At libertarian The QandO Blog, Dale Franks thinks the secularist fuss is mere alarmism. “Repeat after me,” he advises. “There is no theocracy in America.” Paul Mirengoff of conservative syndicate Power Line agrees, suggesting it’s the liberals who are behaving like reactionaries. “Our secular society traditionally has permitted, and been willing to consider, arguments founded on nearly all belief systems,” he writes. “However, in the aftermath of the 2004 election, our elites are concerned that the values of Christian fundamentalists are doing too well in our market place of ideas.”

“Verdict: Taranto by TKO,” declaresParagraph Farmer Patrick O’Hannigan. At Mossback Culture, socially liberal and fiscally conservative Richard Bennett gives a predictably even-handed reading of the debate. “It’s hard to argue,” he writes, with Taranto’s logic “that the courts have imposed specific policies on the country, such as legalizing abortion, that are actually the province of the legislative branch.” He applauds the responsible conservative movement to seek recourse electing like-minded representatives, but pleads, “No more mixing religion and politics, please. Voting your moral values is fine, but following the literal text of the Bible is delusional.”

“It doesn’t speak well for the Democratic party that this sort of thoughtful, civil discussion is happening wholly within a conservative-leaning publication,” says New York City “covert Republican” SomeJoe. “That’s healthy intellectual discourse, and there are too few liberals and Democrats participating.” Some, however, see ideological close-mindedness on both sides of the aisle. At BuzzMachine, critic Jeff Jarvis thinks even the sympathetic Will is being reductive and overly schematic. “Will doesn’t pull back quite far enough,” he writes, “for he contrasts only the religious fringe with the godless and leaves out the vast religious majority inbetween.” At Home of the mandinmories, Gambian network analyst Ousman Ceesay calls Will’s column a “reasonable reminder to the wingnuts.”

Read more about George Will’s column; John McCandlish Phillips’ column; and the Opinion Journal showdown between Hitchens and Taranto.

The listless election of Tony Blah: As expected, British elections yesterday returned embattled Tony Blair to Downing Street, albeit at the front of a Labor party hemorrhaging support nationwide.
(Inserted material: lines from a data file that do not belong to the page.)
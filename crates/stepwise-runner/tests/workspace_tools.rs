use serde_json::{json, Map, Value};
use stepwise_runner::ports::workspace_tools::WorkspaceTools;
use stepwise_runner::ToolPort;

fn params(value: Value) -> Map<String, Value> {
    match value {
        Value::Object(map) => map,
        _ => Map::new(),
    }
}

#[tokio::test]
async fn write_then_read_then_list() {
    let dir = tempfile::tempdir().unwrap();
    let tools = WorkspaceTools::new(dir.path());

    let wrote = tools
        .invoke(
            "write_file",
            &params(json!({"path": "docs/notes.md", "content": "# Notes\n"})),
        )
        .await
        .unwrap();
    assert!(wrote.success, "{:?}", wrote.error);

    let read = tools
        .invoke("read_file", &params(json!({"path": "docs/notes.md"})))
        .await
        .unwrap();
    assert_eq!(read.payload.as_deref(), Some("# Notes\n"));

    std::fs::write(dir.path().join("top.txt"), "x").unwrap();
    let listing = tools
        .invoke("list_directory", &params(json!({"path": "."})))
        .await
        .unwrap();
    assert_eq!(listing.payload.as_deref(), Some("docs/\ntop.txt"));
}

#[tokio::test]
async fn escaping_paths_are_tool_failures() {
    let dir = tempfile::tempdir().unwrap();
    let tools = WorkspaceTools::new(dir.path());

    for path in ["../outside.txt", "/etc/passwd", "a/../../b"] {
        let out = tools
            .invoke("read_file", &params(json!({"path": path})))
            .await
            .unwrap();
        assert!(!out.success, "{path} should be refused");
        assert!(out.error.is_some());
    }
}

#[cfg(unix)]
#[tokio::test]
async fn symlinked_directories_cannot_leave_the_workspace() {
    let dir = tempfile::tempdir().unwrap();
    let outside = tempfile::tempdir().unwrap();
    std::fs::write(outside.path().join("secret.txt"), "TOP SECRET").unwrap();
    std::os::unix::fs::symlink(outside.path(), dir.path().join("link")).unwrap();
    let tools = WorkspaceTools::new(dir.path());

    let read = tools
        .invoke("read_file", &params(json!({"path": "link/secret.txt"})))
        .await
        .unwrap();
    assert!(!read.success);
    assert_eq!(read.payload, None);

    let listing = tools
        .invoke("list_directory", &params(json!({"path": "link"})))
        .await
        .unwrap();
    assert!(!listing.success);

    let wrote = tools
        .invoke(
            "write_file",
            &params(json!({"path": "link/planted.txt", "content": "x"})),
        )
        .await
        .unwrap();
    assert!(!wrote.success);
    assert!(!outside.path().join("planted.txt").exists());

    let nested = tools
        .invoke(
            "write_file",
            &params(json!({"path": "link/deeper/planted.txt", "content": "x"})),
        )
        .await
        .unwrap();
    assert!(!nested.success);
    assert!(!outside.path().join("deeper").exists());
}

#[cfg(unix)]
#[tokio::test]
async fn dangling_symlinks_are_not_followed_on_write() {
    let dir = tempfile::tempdir().unwrap();
    let outside = tempfile::tempdir().unwrap();
    let target = outside.path().join("created.txt");
    std::os::unix::fs::symlink(&target, dir.path().join("dangling.txt")).unwrap();
    let tools = WorkspaceTools::new(dir.path());

    let wrote = tools
        .invoke(
            "write_file",
            &params(json!({"path": "dangling.txt", "content": "x"})),
        )
        .await
        .unwrap();
    assert!(!wrote.success);
    assert!(!target.exists());
}

#[cfg(unix)]
#[tokio::test]
async fn symlinks_inside_the_workspace_still_work() {
    let dir = tempfile::tempdir().unwrap();
    std::fs::create_dir(dir.path().join("real")).unwrap();
    std::fs::write(dir.path().join("real/a.txt"), "inside").unwrap();
    std::os::unix::fs::symlink(dir.path().join("real"), dir.path().join("alias")).unwrap();
    let tools = WorkspaceTools::new(dir.path());

    let read = tools
        .invoke("read_file", &params(json!({"path": "alias/a.txt"})))
        .await
        .unwrap();
    assert_eq!(read.payload.as_deref(), Some("inside"));
}

#[tokio::test]
async fn missing_file_and_bad_params() {
    let dir = tempfile::tempdir().unwrap();
    let tools = WorkspaceTools::new(dir.path());

    let out = tools
        .invoke("read_file", &params(json!({"path": "nope.txt"})))
        .await
        .unwrap();
    assert!(!out.success);

    let out = tools
        .invoke("write_file", &params(json!({"path": "a.txt"})))
        .await
        .unwrap();
    assert_eq!(out.error.as_deref(), Some("missing parameter `content`"));

    let out = tools
        .invoke("read_file", &params(json!({"path": 42})))
        .await
        .unwrap();
    assert_eq!(out.error.as_deref(), Some("parameter `path` must be a string"));

    let out = tools.invoke("delete_everything", &Map::new()).await.unwrap();
    assert_eq!(out.error.as_deref(), Some("unknown tool `delete_everything`"));
}

#[tokio::test]
async fn advertised_tools() {
    let tools = WorkspaceTools::new(".");
    let names: Vec<String> = tools
        .list_tools()
        .await
        .unwrap()
        .into_iter()
        .map(|t| t.name)
        .collect();
    assert_eq!(names, vec!["list_directory", "read_file", "write_file"]);
}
The chief gains in Parliament were made by the left-wing, anti-war Liberal Democrats.

“I was just hanging on the edge of my seat for … the outcome everybody expected,” writes Natasha Celine at liberal American blog Pacific Views. Many observers, like Madame Chiang in Hong Kong, see the shrinking Labor majority as a forecast of significant change down the road. “Britain should now have real three-party politics which should make the next election far more interesting,” she writes.
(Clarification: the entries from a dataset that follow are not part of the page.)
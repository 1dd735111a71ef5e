use rusqlite::{params, Row};
use stepwise_core::InfoExchange;

use super::super::{SqliteResultExt, SqliteStore};
use crate::DbError;

fn row_to_exchange(row: &Row) -> rusqlite::Result<Result<InfoExchange, DbError>> {
    let body: String = row.get("body")?;
    Ok(serde_json::from_str(&body).map_err(DbError::from))
}

impl SqliteStore {
    pub fn append_info_exchange_sync(&self, exchange: &InfoExchange) -> Result<(), DbError> {
        let body = serde_json::to_string(exchange)?;
        self.with_conn(|conn| {
            conn.execute(
                "INSERT INTO info_exchanges (subtask_id, round, kind, declined, body, recorded_at)
                 VALUES (?1, ?2, ?3, ?4, ?5, ?6)",
                params![
                    exchange.subtask_id,
                    exchange.request.round,
                    exchange.request.kind.as_str(),
                    exchange.response.declined,
                    body,
                    exchange.recorded_at
                ],
            )
            .to_db()?;
            Ok(())
        })
    }

    pub fn list_info_exchanges_sync(&self, subtask_id: &str) -> Result<Vec<InfoExchange>, DbError> {
        self.with_conn(|conn| {
            let mut stmt = conn
                .prepare("SELECT body FROM info_exchanges WHERE subtask_id = ?1 ORDER BY id ASC")
                .to_db()?;
            let rows = stmt
                .query_map(params![subtask_id], row_to_exchange)
                .to_db()?
                .collect::<Result<Vec<_>, _>>()
                .to_db()?;
            rows.into_iter().collect()
        })
    }
}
Others see even a slimming majority as a meaningful majority nonetheless. “For the labour party, this is an historic victory. Never before in the past century a leader of that party could win three times in a row,” writes Lorenzo Zucca at group law blog The TransAtlantic Assembly. For Blair, however, the election isn’t so much a victory as a preparatory step—to what Zucca sees as the prime minister’s inevitable campaign to lead the European Council. “I am not sure whether a scenario with Tony Blair as president of the European Council, and Bill Clinton as head of the UN is feasible,” he writes prophetically. “But I am confident they will give it a try.”

Read more about the elections.

Movies, movies everywhere:Following up on speculation in April’s Wired, billionaire Mark Cuban’s 2929 Entertainment has announced plans to buck convention and release at least six future films by Steven Soderbergh simultaneously to theaters, DVD, and television.

“I think it’s great to see a bold experiment like this take place with the once-sacred hollywood film release cycle,” says gadget enthusiast Matt Haughey, who sees the plan as sensible business, too. “I’ve long felt that much of online film trading comes from film fans stuck in ‘The Great Gap’ as I like to call it,” between a film’s time in the theater and its release on video. At LAist,Chris Ullrich is displeased. “Movies are made to be seen in a theater,” he moans. “It’s that simple.”